We’ve had bees nesting around our garden for years. They usually migrate from one location to another after a period of time, and we have had no issues with them – even when they started building their bee “condo” in our bathroom. They nested at the ceiling and we could still (ahem) use the bathroom.
Well, a few weeks ago, one of our neighbours noticed a beehive being built on our mango tree. These folks are simply unused to nature. They freak out over things like beetles and bats, so it was no surprise that they didn’t understand what to do about the bees that they could see. Like I’ve said, we have lived in close proximity with the bees (in our bathroom, right!) and had no clashes with them. Yes, they occasionally flew through the house at night, attracted by the lights, but left to their own devices, they would just keep trying to get to the light until they either gave up or literally dropped dead. We didn’t get hurt, our dogs didn’t get hurt, everyone lived in harmony.
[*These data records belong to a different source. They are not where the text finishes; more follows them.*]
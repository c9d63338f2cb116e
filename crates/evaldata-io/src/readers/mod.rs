//! Raw scan readers
//!
//! A [`RawReader`] turns one raw source into scan metadata and reads the
//! data block of a scan on demand:
//! - SPEC text files ([`SpecReader`])
//! - PAL-XFEL folders of per-scan files ([`PalXfelReader`])
//! - existing cache containers used as input ([`NexusReader`])
//!
//! Readers are created through a [`ReaderRegistry`] that picks the factory
//! matching the raw path.

use crate::config::SourceConfig;
use crate::error::ParseError;
use evaldata_scan::{Fingerprint, ScanData, ScanMeta, ScanStatus};
use serde::{Deserialize, Serialize};
use std::fmt::{self, Display, Formatter};
use std::path::Path;
use std::str::FromStr;

mod data;
mod header;
mod nexus;
mod palxfel;
mod spec;

pub use data::parse_numbers;
pub use nexus::{NexusReader, NexusReaderFactory};
pub use palxfel::{FilePattern, PalXfelReader, PalXfelReaderFactory};
pub use spec::{SpecReader, SpecReaderFactory};

/// Kind of raw source
#[derive(Debug, Clone, Copy, PartialEq, Eq, Hash, Serialize, Deserialize)]
#[serde(rename_all = "snake_case")]
pub enum ReaderKind {
    /// Single SPEC text file
    Spec,
    /// Folder of PAL-XFEL `*_meta.log` files
    PalXfel,
    /// NeXus container in evaldata layout
    Nexus,
}

impl ReaderKind {
    /// Canonical name
    #[must_use]
    pub const fn as_str(&self) -> &'static str {
        match self {
            Self::Spec => "spec",
            Self::PalXfel => "pal_xfel",
            Self::Nexus => "nexus",
        }
    }
}

impl Display for ReaderKind {
    fn fmt(&self, f: &mut Formatter<'_>) -> fmt::Result {
        f.write_str(self.as_str())
    }
}

impl FromStr for ReaderKind {
    type Err = ParseError;

    fn from_str(s: &str) -> Result<Self, Self::Err> {
        match s.to_ascii_lowercase().replace('-', "_").as_str() {
            "spec" => Ok(Self::Spec),
            "pal_xfel" | "palxfel" | "pal" => Ok(Self::PalXfel),
            "nexus" | "nxs" => Ok(Self::Nexus),
            _ => Err(ParseError::NoReaderForPath(s.into())),
        }
    }
}

/// Data block of one scan as read from its source
#[derive(Debug, Clone, PartialEq)]
pub struct DataBlock {
    /// Status after reading, e.g. `ABORTED` for an abort notice
    pub status: ScanStatus,
    /// Column data; `None` when the scan holds no usable data
    pub data: Option<ScanData>,
}

impl DataBlock {
    /// Block without data
    #[must_use]
    pub fn empty(status: ScanStatus) -> Self {
        Self { status, data: None }
    }
}

/// Reader of one raw source
///
/// Implement this trait to add a new raw format.
pub trait RawReader: Send + Sync + fmt::Debug {
    /// Kind of source this reader handles
    fn kind(&self) -> ReaderKind;

    /// Raw file or folder
    fn raw_path(&self) -> &Path;

    /// Cheap fingerprint that changes whenever the raw data changes
    ///
    /// # Errors
    /// Returns error if the raw source cannot be inspected
    fn fingerprint(&self) -> Result<Fingerprint, ParseError>;

    /// Parse scan headers
    ///
    /// Incremental: returns scans that are new or may have changed since the
    /// previous call. The last scan seen is always reported again.
    ///
    /// # Errors
    /// Returns error if the raw source cannot be read or is malformed
    fn parse(&mut self) -> Result<Vec<ScanMeta>, ParseError>;

    /// Read the data block of a scan
    ///
    /// # Errors
    /// Returns error if the raw file cannot be read
    fn read_data(&self, meta: &ScanMeta) -> Result<DataBlock, ParseError>;

    /// Forget parse progress; the next [`parse`](Self::parse) starts over
    fn reset(&mut self);

    /// Whether a companion cache makes sense for this source
    fn supports_cache(&self) -> bool {
        true
    }
}

/// Creates readers for paths it recognizes
pub trait ReaderFactory: Send + Sync {
    /// Kind of reader produced
    fn kind(&self) -> ReaderKind;

    /// Check if this factory handles the given raw path
    fn can_read(&self, path: &Path) -> bool;

    /// Factory priority (higher = tried first when multiple factories match)
    fn priority(&self) -> i32 {
        0
    }

    /// Create a reader for the configured source
    ///
    /// # Errors
    /// Returns error if the configuration cannot be served by this reader
    fn create(&self, config: &SourceConfig) -> Result<Box<dyn RawReader>, ParseError>;
}

/// Registry of reader factories
pub struct ReaderRegistry {
    factories: Vec<Box<dyn ReaderFactory>>,
}

impl Default for ReaderRegistry {
    fn default() -> Self {
        Self::new()
    }
}

impl fmt::Debug for ReaderRegistry {
    fn fmt(&self, f: &mut Formatter<'_>) -> fmt::Result {
        f.debug_struct("ReaderRegistry")
            .field("kinds", &self.kinds())
            .finish()
    }
}

impl ReaderRegistry {
    /// Create empty registry
    #[inline]
    #[must_use]
    pub fn new() -> Self {
        Self {
            factories: Vec::new(),
        }
    }

    /// Register a factory
    pub fn register<F: ReaderFactory + 'static>(&mut self, factory: F) {
        self.factories.push(Box::new(factory));
        self.factories
            .sort_by_key(|f| std::cmp::Reverse(f.priority()));
    }

    /// Find factory for path
    #[must_use]
    pub fn find_for_path(&self, path: &Path) -> Option<&dyn ReaderFactory> {
        self.factories
            .iter()
            .find(|f| f.can_read(path))
            .map(|f| &**f)
    }

    /// Find factory by kind
    #[must_use]
    pub fn find_kind(&self, kind: ReaderKind) -> Option<&dyn ReaderFactory> {
        self.factories
            .iter()
            .find(|f| f.kind() == kind)
            .map(|f| &**f)
    }

    /// Registered kinds, highest priority first
    #[must_use]
    pub fn kinds(&self) -> Vec<ReaderKind> {
        self.factories.iter().map(|f| f.kind()).collect()
    }

    /// Create the reader for a configuration
    ///
    /// A reader forced in the configuration wins over path detection.
    ///
    /// # Errors
    /// Returns [`ParseError::NoReaderForPath`] if no factory matches
    pub fn create(&self, config: &SourceConfig) -> Result<Box<dyn RawReader>, ParseError> {
        let path = config.raw_path();
        let factory = match config.reader {
            Some(kind) => self.find_kind(kind),
            None => self.find_for_path(&path),
        }
        .ok_or_else(|| ParseError::NoReaderForPath(path.clone()))?;

        tracing::debug!("Using {} reader for {}", factory.kind(), path.display());
        factory.create(config)
    }
}

/// Create default registry with the built-in readers
#[inline]
#[must_use]
pub fn default_readers() -> ReaderRegistry {
    let mut registry = ReaderRegistry::new();
    registry.register(SpecReaderFactory);
    registry.register(PalXfelReaderFactory);
    registry.register(NexusReaderFactory);
    registry
}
Could our unsed-to-nature neighbours do the same? No. There were a couple of bee sting incidents, no doubt caused by a person trying to wave away a bee. Let me tell you that if one or two bees fly near you, just stay calm and be still. When you don’t aggravate them, they will leave you alone. Wave something at them to chase them away and that will be interpreted as an act of aggression, which will make them want to sting you. Of course, if there are several bees buzzing around you, I’d recommend making a quick exit as calmly as you can. As in, walk away briskly and do not wave your hands to chase them off!
When we realised that the neighbours were having issues – and there would probably be more since they didn’t know or want to learn what to do – we decided to try to have the beehive relocated. Bee populations around the world are at risk, and we wanted to avoid killing more.
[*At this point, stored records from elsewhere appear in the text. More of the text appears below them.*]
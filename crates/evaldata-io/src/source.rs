//! Scan source with write-through cache
//!
//! A [`Source`] owns one raw reader and, unless disabled, a NeXus cache file.
//! The cache records the fingerprint of the raw data it was built from:
//!
//! 1. First update: the cache index is loaded (or deleted with
//!    `force_overwrite`).
//! 2. Every update: the current fingerprint is compared with the recorded
//!    one. Equal means nothing to do.
//! 3. Otherwise the raw source is parsed incrementally. Scans that are new,
//!    changed their header or are missing from the cache get marked dirty,
//!    and so does the last scan known before the parse since it may have
//!    grown.
//! 4. Dirty scans are read from raw and written to the cache in one go,
//!    together with the new fingerprint.
//!
//! Data of clean cached scans is read from the cache, everything else from
//! the raw source.

use crate::config::SourceConfig;
use crate::error::{ConfigError, SourceError, SourceResult};
use crate::mapping::{data_from_group, entry_name, file_attrs, meta_from_group, scan_to_group, stored_fingerprint};
use crate::readers::{default_readers, DataBlock, RawReader, ReaderKind};
use evaldata_nexus::{NexusStore, NxGroup};
use evaldata_scan::{Fingerprint, Scan, ScanData, ScanMeta, ScanNumber, ScanStatus};
use rayon::prelude::*;
use std::collections::BTreeMap;
use std::fmt::{self, Display, Formatter};
use std::path::Path;

/// Cache bookkeeping of one scan
#[derive(Debug, Clone, Copy, Default)]
struct EntryState {
    /// Scan has an entry in the cache file
    in_cache: bool,
    /// Raw scan changed since the entry was written
    dirty: bool,
}

impl EntryState {
    fn is_clean_cached(self) -> bool {
        self.in_cache && !self.dirty
    }
}

/// What one [`Source::update`] did
#[derive(Debug, Clone, Copy, PartialEq, Eq, Default)]
pub struct UpdateSummary {
    /// Scans reported by the raw reader
    pub parsed: usize,
    /// Scans written to the cache
    pub written: usize,
    /// Scans loaded from the cache index
    pub from_cache: usize,
}

impl Display for UpdateSummary {
    fn fmt(&self, f: &mut Formatter<'_>) -> fmt::Result {
        write!(
            f,
            "parsed {} scans, wrote {} to cache, loaded {} from cache",
            self.parsed, self.written, self.from_cache
        )
    }
}

/// Scans of one raw source
#[derive(Debug)]
pub struct Source {
    config: SourceConfig,
    reader: Box<dyn RawReader>,
    store: Option<NexusStore>,
    scans: BTreeMap<ScanNumber, Scan>,
    states: BTreeMap<ScanNumber, EntryState>,
    cache_loaded: bool,
    /// Fingerprint the scans are current with
    fingerprint: Option<Fingerprint>,
    last_update: UpdateSummary,
}
//! PAL-XFEL folder reader
//!
//! Every scan lives in its own meta log file inside one folder, named by a
//! pattern such as `{:07}_meta.log`. Files are visited either by an explicit
//! scan list or sequentially from the start number until the first missing
//! file.

use crate::config::{PalXfelOptions, SourceConfig};
use crate::error::ParseError;
use crate::readers::data::read_block;
use crate::readers::header::{HeaderParser, PAL_XFEL};
use crate::readers::{DataBlock, RawReader, ReaderFactory, ReaderKind};
use evaldata_scan::{Fingerprint, ScanMeta, ScanNumber};
use std::fs::File;
use std::io::BufReader;
use std::path::{Path, PathBuf};

/// File name pattern with one scan number placeholder
///
/// Supported placeholders: `{}`, `{:N}` (space padded), `{:0N}` (zero
/// padded) and the positional forms `{0:07d}`.
#[derive(Debug, Clone, PartialEq, Eq)]
pub struct FilePattern {
    prefix: String,
    suffix: String,
    width: usize,
    zero_pad: bool,
}

impl FilePattern {
    /// Parse a pattern
    ///
    /// # Errors
    /// Returns [`ParseError::InvalidPattern`] unless the pattern holds
    /// exactly one well-formed placeholder
    pub fn parse(pattern: &str) -> Result<Self, ParseError> {
        let invalid = || ParseError::InvalidPattern(pattern.to_string());
        let open = pattern.find('{').ok_or_else(invalid)?;
        let close = open + pattern[open..].find('}').ok_or_else(invalid)?;
        let (prefix, suffix) = (&pattern[..open], &pattern[close + 1..]);
        if suffix.contains(['{', '}']) || prefix.contains('}') {
            return Err(invalid());
        }

        let inner = &pattern[open + 1..close];
        let spec = match inner.split_once(':') {
            Some(("" | "0", spec)) => spec,
            Some(_) => return Err(invalid()),
            None if inner.is_empty() || inner == "0" => "",
            None => return Err(invalid()),
        };
        let spec = spec.strip_suffix('d').unwrap_or(spec);
        let zero_pad = spec.starts_with('0') && spec.len() > 1;
        let digits = if zero_pad { &spec[1..] } else { spec };
        let width = if digits.is_empty() {
            0
        } else {
            digits.parse().map_err(|_| invalid())?
        };

        Ok(Self {
            prefix: prefix.to_string(),
            suffix: suffix.to_string(),
            width,
            zero_pad,
        })
    }

    /// File name of a scan
    #[must_use]
    pub fn file_name(&self, number: ScanNumber) -> String {
        let width = self.width;
        if self.zero_pad {
            format!("{}{number:0width$}{}", self.prefix, self.suffix)
        } else {
            format!("{}{number:width$}{}", self.prefix, self.suffix)
        }
    }
}

/// Reader for a folder of per-scan meta log files
#[derive(Debug)]
pub struct PalXfelReader {
    folder: PathBuf,
    pattern: FilePattern,
    scan_list: Vec<ScanNumber>,
    start: ScanNumber,
    stop: Option<ScanNumber>,
    parser: HeaderParser,
    /// Last scan file found; the next parse starts there
    current: Option<ScanNumber>,
}

impl PalXfelReader {
    /// Create reader for a folder
    ///
    /// # Errors
    /// Returns [`ParseError::InvalidPattern`] for a malformed file pattern
    pub fn new(
        folder: impl Into<PathBuf>,
        options: &PalXfelOptions,
        start: ScanNumber,
        stop: Option<ScanNumber>,
    ) -> Result<Self, ParseError> {
        Ok(Self {
            folder: folder.into(),
            pattern: FilePattern::parse(&options.file_pattern)?,
            scan_list: options.scan_list.clone(),
            start,
            stop,
            parser: HeaderParser::new(&PAL_XFEL),
            current: None,
        })
    }

    /// Path of the file for a scan number
    #[must_use]
    pub fn scan_file(&self, number: ScanNumber) -> PathBuf {
        self.folder.join(self.pattern.file_name(number))
    }

    /// Existing scan files from `from` on, stopping at the first gap
    fn existing_from(&self, from: Option<ScanNumber>) -> Vec<(ScanNumber, PathBuf)> {
        let in_range = |n: ScanNumber| self.stop.map_or(true, |stop| n <= stop);
        let mut found = Vec::new();

        if self.scan_list.is_empty() {
            let mut number = from.unwrap_or(self.start);
            while in_range(number) {
                let path = self.scan_file(number);
                if !path.is_file() {
                    break;
                }
                found.push((number, path));
                match number.checked_add(1) {
                    Some(next) => number = next,
                    None => break,
                }
            }
        } else {
            let from = from.unwrap_or(0);
            for &number in self.scan_list.iter().filter(|&&n| n >= from && n >= self.start) {
                if !in_range(number) {
                    break;
                }
                let path = self.scan_file(number);
                if !path.is_file() {
                    break;
                }
                found.push((number, path));
            }
        }
        found
    }

    fn parse_file(&mut self, path: &Path) -> Result<Vec<ScanMeta>, ParseError> {
        let file = File::open(path).map_err(|e| ParseError::io_error(path, e))?;
        Ok(self.parser.parse(path, BufReader::new(file), 0)?.scans)
    }
}

impl RawReader for PalXfelReader {
    fn kind(&self) -> ReaderKind {
        ReaderKind::PalXfel
    }

    fn raw_path(&self) -> &Path {
        &self.folder
    }

    fn fingerprint(&self) -> Result<Fingerprint, ParseError> {
        if !self.folder.is_dir() {
            return Err(ParseError::io_error(
                &self.folder,
                std::io::Error::new(std::io::ErrorKind::NotFound, "scan folder not found"),
            ));
        }
        let parts = self
            .existing_from(None)
            .into_iter()
            .map(|(_, path)| Fingerprint::of_file_metadata(&path).map_err(|e| ParseError::from_hash(&path, e)))
            .collect::<Result<Vec<_>, _>>()?;
        Ok(Fingerprint::combine(parts))
    }

    fn parse(&mut self) -> Result<Vec<ScanMeta>, ParseError> {
        let files = self.existing_from(self.current);
        let mut scans = Vec::new();
        for (number, path) in files {
            tracing::trace!("Parsing scan file {}", path.display());
            scans.extend(self.parse_file(&path)?);
            self.current = Some(number);
        }
        tracing::debug!(
            "Parsed {} scans from {} ({} dialect)",
            scans.len(),
            self.folder.display(),
            PAL_XFEL.name
        );
        Ok(scans)
    }

    fn read_data(&self, meta: &ScanMeta) -> Result<DataBlock, ParseError> {
        read_block(&PAL_XFEL, meta)
    }

    fn reset(&mut self) {
        self.current = None;
        self.parser.reset();
    }
}

/// Factory for [`PalXfelReader`]; matches folders
#[derive(Debug, Clone, Copy, Default)]
pub struct PalXfelReaderFactory;

impl ReaderFactory for PalXfelReaderFactory {
    fn kind(&self) -> ReaderKind {
        ReaderKind::PalXfel
    }

    fn can_read(&self, path: &Path) -> bool {
        path.is_dir()
    }

    fn priority(&self) -> i32 {
        10
    }

    fn create(&self, config: &SourceConfig) -> Result<Box<dyn RawReader>, ParseError> {
        Ok(Box::new(PalXfelReader::new(
            config.raw_path(),
            &config.pal_xfel,
            config.start_scan_number,
            config.stop_scan_number,
        )?))
    }
}

#[cfg(test)]
mod tests {
    use super::*;
    use pretty_assertions::assert_eq;

    fn meta_log(number: ScanNumber, values: &[(f64, f64)]) -> String {
        let mut text = format!(
            "#RUN {number}\n#CMD delay scan\n#TIM 2020-02-0{} 10:00:00\n#MOT delay\n#VAL 0\n#COL delay  Intensity\n",
            number % 9 + 1
        );
        for (x, y) in values {
            text.push_str(&format!("{x} {y}\n"));
        }
        text
    }

    fn options() -> PalXfelOptions {
        PalXfelOptions::default()
    }

    #[test]
    fn pattern_forms() {
        assert_eq!(FilePattern::parse("{:07}_meta.log").unwrap().file_name(42), "0000042_meta.log");
        assert_eq!(FilePattern::parse("{0:07d}_meta.log").unwrap().file_name(42), "0000042_meta.log");
        assert_eq!(FilePattern::parse("run{}.log").unwrap().file_name(7), "run7.log");
        assert_eq!(FilePattern::parse("{:4}.log").unwrap().file_name(7), "   7.log");
        for bad in ["meta.log", "{x}.log", "{:07}{}.log", "{:ab}.log", "{1:07}.log"] {
            assert!(FilePattern::parse(bad).is_err(), "{bad} should be rejected");
        }
    }

    #[test]
    fn sequential_walk_stops_at_gap() {
        let dir = tempfile::tempdir().unwrap();
        for n in [1, 2, 4] {
            std::fs::write(
                dir.path().join(format!("{n:07}_meta.log")),
                meta_log(n, &[(0.0, 1.0), (1.0, 2.0)]),
            )
            .unwrap();
        }
        let mut reader = PalXfelReader::new(dir.path(), &options(), 1, None).unwrap();
        let numbers: Vec<_> = reader.parse().unwrap().iter().map(|m| m.number).collect();
        assert_eq!(numbers, vec![1, 2]);

        std::fs::write(dir.path().join("0000003_meta.log"), meta_log(3, &[(0.0, 3.0)])).unwrap();
        let numbers: Vec<_> = reader.parse().unwrap().iter().map(|m| m.number).collect();
        assert_eq!(numbers, vec![2, 3, 4]);
    }

    #[test]
    fn scan_list_and_stop() {
        let dir = tempfile::tempdir().unwrap();
        for n in [3, 5, 8] {
            std::fs::write(dir.path().join(format!("{n:07}_meta.log")), meta_log(n, &[(0.0, 1.0)])).unwrap();
        }
        let options = PalXfelOptions {
            scan_list: vec![3, 5, 8],
            ..PalXfelOptions::default()
        };
        let mut reader = PalXfelReader::new(dir.path(), &options, 0, Some(6)).unwrap();
        let numbers: Vec<_> = reader.parse().unwrap().iter().map(|m| m.number).collect();
        assert_eq!(numbers, vec![3, 5]);
    }

    #[test]
    fn data_is_read_from_scan_file() {
        let dir = tempfile::tempdir().unwrap();
        std::fs::write(
            dir.path().join("0000001_meta.log"),
            meta_log(1, &[(-1.0, 5.0), (0.0, 6.0), (1.0, 7.0)]),
        )
        .unwrap();
        let mut reader = PalXfelReader::new(dir.path(), &options(), 1, None).unwrap();
        let metas = reader.parse().unwrap();
        assert_eq!(metas[0].command, "delay scan");
        assert_eq!(metas[0].motor("delay"), Some(0.0));

        let data = reader.read_data(&metas[0]).unwrap().data.unwrap();
        assert_eq!(data.column("Intensity").unwrap(), &[5.0, 6.0, 7.0]);
    }

    #[test]
    fn fingerprint_tracks_new_files() {
        let dir = tempfile::tempdir().unwrap();
        std::fs::write(dir.path().join("0000001_meta.log"), meta_log(1, &[(0.0, 1.0)])).unwrap();
        let reader = PalXfelReader::new(dir.path(), &options(), 1, None).unwrap();
        let before = reader.fingerprint().unwrap();
        std::fs::write(dir.path().join("0000002_meta.log"), meta_log(2, &[(0.0, 1.0)])).unwrap();
        assert_ne!(before, reader.fingerprint().unwrap());
    }

    #[test]
    fn missing_folder_errors() {
        let reader = PalXfelReader::new("/nonexistent/folder", &options(), 1, None).unwrap();
        assert!(matches!(reader.fingerprint(), Err(ParseError::Io { .. })));
    }
}
//! Existing cache containers as raw input

use crate::config::SourceConfig;
use crate::error::ParseError;
use crate::mapping::{data_from_group, entry_name, meta_from_group};
use crate::readers::{DataBlock, RawReader, ReaderFactory, ReaderKind};
use evaldata_nexus::{ContainerFormat, NexusStore};
use evaldata_scan::{Fingerprint, ScanMeta, ScanStatus};
use std::path::{Path, PathBuf};

/// Reader for a container written in the evaldata layout
///
/// The container already is a consolidated file, so sources built on it run
/// without a companion cache.
#[derive(Debug)]
pub struct NexusReader {
    path: PathBuf,
    store: NexusStore,
}

impl NexusReader {
    /// Open a container; the format follows the file extension
    ///
    /// # Errors
    /// Returns error if the format is not compiled in
    pub fn new(path: impl Into<PathBuf>) -> Result<Self, ParseError> {
        let path = path.into();
        let format = ContainerFormat::from_path(&path).unwrap_or_default();
        let store = NexusStore::open(&path, format)?;
        Ok(Self { path, store })
    }
}

impl RawReader for NexusReader {
    fn kind(&self) -> ReaderKind {
        ReaderKind::Nexus
    }

    fn raw_path(&self) -> &Path {
        &self.path
    }

    fn fingerprint(&self) -> Result<Fingerprint, ParseError> {
        Fingerprint::of_file_metadata(&self.path).map_err(|e| ParseError::from_hash(&self.path, e))
    }

    /// All entries, every call
    fn parse(&mut self) -> Result<Vec<ScanMeta>, ParseError> {
        if !self.store.exists() {
            return Err(ParseError::io_error(
                &self.path,
                std::io::Error::new(std::io::ErrorKind::NotFound, "container not found"),
            ));
        }
        let index = self.store.read_index()?;
        let scans = index
            .entries
            .values()
            .map(|group| meta_from_group(&self.path, group))
            .collect::<Result<Vec<_>, _>>()?;
        tracing::debug!("Read {} entries from {}", scans.len(), self.path.display());
        Ok(scans)
    }

    fn read_data(&self, meta: &ScanMeta) -> Result<DataBlock, ParseError> {
        let Some(group) = self.store.read_entry(&entry_name(meta.number))? else {
            return Ok(DataBlock::empty(ScanStatus::NoData));
        };
        let stored = meta_from_group(&self.path, &group)?;
        let data = data_from_group(&self.path, &group, &stored)?;
        let status = if data.is_some() { stored.status } else { ScanStatus::NoData };
        Ok(DataBlock { status, data })
    }

    fn reset(&mut self) {}

    fn supports_cache(&self) -> bool {
        false
    }
}

/// Factory for [`NexusReader`]; matches container file extensions
#[derive(Debug, Clone, Copy, Default)]
pub struct NexusReaderFactory;

impl ReaderFactory for NexusReaderFactory {
    fn kind(&self) -> ReaderKind {
        ReaderKind::Nexus
    }

    fn can_read(&self, path: &Path) -> bool {
        ContainerFormat::from_path(path).is_some()
    }

    fn priority(&self) -> i32 {
        20
    }

    fn create(&self, config: &SourceConfig) -> Result<Box<dyn RawReader>, ParseError> {
        Ok(Box::new(NexusReader::new(config.raw_path())?))
    }
}

#[cfg(test)]
mod tests {
    use super::*;
    use crate::mapping::{file_attrs, scan_to_group};
    use evaldata_scan::ScanData;
    use pretty_assertions::assert_eq;

    #[test]
    fn reads_entries_and_data() {
        let dir = tempfile::tempdir().unwrap();
        let path = dir.path().join("run.evaldata.nxjson.gz");

        let mut with_data = ScanMeta::new(1, "ascan");
        with_data.column_names = vec!["x".into(), "y".into()];
        let data = ScanData::from_records(with_data.column_names.clone(), vec![vec![1.0, 2.0]]).unwrap();
        let mut empty = ScanMeta::new(2, "timescan");
        empty.status = ScanStatus::NoData;

        let store = NexusStore::open(&path, ContainerFormat::JsonGz).unwrap();
        store
            .write_entries(
                &file_attrs(Path::new("scans.spec"), Fingerprint::compute(b"raw")),
                &[
                    (entry_name(1), scan_to_group(&with_data, Some(&data))),
                    (entry_name(2), scan_to_group(&empty, None)),
                ],
            )
            .unwrap();

        let mut reader = NexusReader::new(&path).unwrap();
        assert!(!reader.supports_cache());
        let metas = reader.parse().unwrap();
        assert_eq!(metas.iter().map(|m| m.number).collect::<Vec<_>>(), vec![1, 2]);

        let block = reader.read_data(&metas[0]).unwrap();
        assert_eq!(block.status, ScanStatus::Ok);
        assert_eq!(block.data, Some(data));
        assert_eq!(reader.read_data(&metas[1]).unwrap(), DataBlock::empty(ScanStatus::NoData));
    }

    #[test]
    fn missing_container_errors() {
        let dir = tempfile::tempdir().unwrap();
        let mut reader = NexusReader::new(dir.path().join("gone.nxjson.gz")).unwrap();
        assert!(matches!(reader.parse(), Err(ParseError::Io { .. })));
    }
}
I found that there are a couple of bee relocation options here in Singapore:
However, before we could get that underway, “somehow”, the authorities got called in and we were ordered to take immediate action because the bees were “a danger to the public”. Forget that it’s on private property and only one ignorant person had been affected. However, we are responsible citizens and did our civic duty – even though went against our personal principles. The hive had to be eradicated, and we were very upset about that. The fear of one family triggered the unthinking action of the authorities who do things their way and their way only. And since the hive was on our property, it was also at our literal expense to see to it.
We are not pleased. Speaking for myself, I’d say that too many people have lost touch with nature and need to “de-urbanise” themselves. Fauna and flora were here before people built their homes, and I know I’ve ranted about this before, but I recall the transition from those more rural days when we had snakes and fire ant nests and now-extinct green tree lizards and both toads and frogs and big jungle spiders, and more. I’m not saying I want all of them back, but that we should learn to live in harmony with the creatures of nature because they deserve a space here too. It’s all too normal to want to eradicate things that are odd to us, but I’ve found that when I take time to learn what those strange things are, they’re not always bad. I just wish more people would be aware, too.